A proposal to help people make healthier food choices is to use a front-of-pack labeling system for commercial products. Already used on a voluntary basis in some European countries, such as France and Spain, front-of-pack labels are now being examined by the European Commission in order to adopt a harmonized and mandatory nutrition labeling scheme in all Member States. The Nutri-Score, developed in France, is given as a favorite. This system shows nutritional quality of a food (on the basis, for example, of the content of fat, salt, fiber, etc.) by a five-color scale (from dark green to dark orange) associated with letters, from A to E.
But nutritional composition is not the only factor to take into consideration when looking at diet-health relationship. The NOVA classification, in particular, instead of evaluating a food on the basis of nutritional characteristics, looks rather at how much that product has been processed, mostly at the industrial level.
NOVA specifically identifies the so-called ultra-processed foods, i.e. those foods made in part or entirely with substances not routinely used in the kitchen (hydrolyzed proteins, maltodextrins, hydrogenated fats, etc.) and which generally contain various additives, such as dyes, preservatives, antioxidants, anti-caking agents, flavor enhancers and sweeteners. This category includes the usual suspects: sugary and carbonated drinks, pre-packaged baked goods and spreads. But also apparently innocent products must be regarded as ultra-processed. It is the case of rusks, some breakfast cereals, crackers and fruit yogurt.
According to the NOVA system, proposed a decade ago by a team of Brazilian researchers, a slice of unprocessed meat is healthier than a vegan hamburger, simply because the former has not undergone industrial manipulation and possibly does not contain food additives, while the latter is the result of an articulated industrial processing at the end of which the percentage of whole food is negligible.

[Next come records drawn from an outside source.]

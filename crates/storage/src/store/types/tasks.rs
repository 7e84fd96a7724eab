#![forbid(unsafe_code)]

use serde::{Deserialize, Serialize};
use serde_json::Value;
use temdb_core::model::TaskStatus;

#[derive(Clone, Debug, PartialEq, Serialize, Deserialize)]
pub struct AcquisitionTaskRow {
    #[serde(skip)]
    pub id: i64,
    #[serde(skip)]
    pub roi_ref: i64,
    pub task_id: String,
    pub specimen_id: String,
    pub block_id: String,
    pub roi_id: String,
    pub task_type: String,
    pub version: i64,
    pub status: TaskStatus,
    pub tags: Vec<String>,
    pub metadata: Option<Value>,
    pub error_message: Option<String>,
    #[serde(with = "crate::store::timestamp::option")]
    pub started_at: Option<i64>,
    #[serde(with = "crate::store::timestamp::option")]
    pub completed_at: Option<i64>,
    #[serde(with = "crate::store::timestamp")]
    pub created_at: i64,
    #[serde(with = "crate::store::timestamp")]
    pub updated_at: i64,
}

/// A superseded state of a task, kept when an update bumps its version.
#[derive(Clone, Debug, PartialEq, Serialize)]
pub struct TaskVersionRow {
    pub task_id: String,
    pub version: i64,
    #[serde(with = "crate::store::timestamp")]
    pub recorded_at: i64,
    pub snapshot: AcquisitionTaskRow,
}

“The goal of helping people make healthier food choices is certainly a priority,” says Licia Iacoviello, Director of the Department and Professor of Hygiene at the University of Insubria in Varese and Como. “However, the Nutri-Score, as well as other labeling systems, developed in Italy and in other countries, only partially transfer the message aimed at improving food choices. While the letters and colors of the Nutri-Score may help to quickly compare products belonging to the same category, allowing people to choose the best one from a nutritional point of view, they does not provide any indication on food processing degree. This is why we believe, in agreement with other researchers worldwide, that every nutritional labeling system should be integrated with information regarding the level of processing.
“For a truly effective prevention strategy, we shall focus on those foods that the Nutri-Score classifies as healthy from a nutritional point of view but which are also highly processed—explains Giuseppe Grosso, associate professor at the University of Catania—This is the case, for example, of some beverages which, despite having a reduced sugar content, thus being adequate on a nutritional level, so as to earn a letter B in the Nutri-Score, are in fact highly processed. Or even some types of yogurt and cold desserts that are low in fat although containing a full-bodied list of food additives.”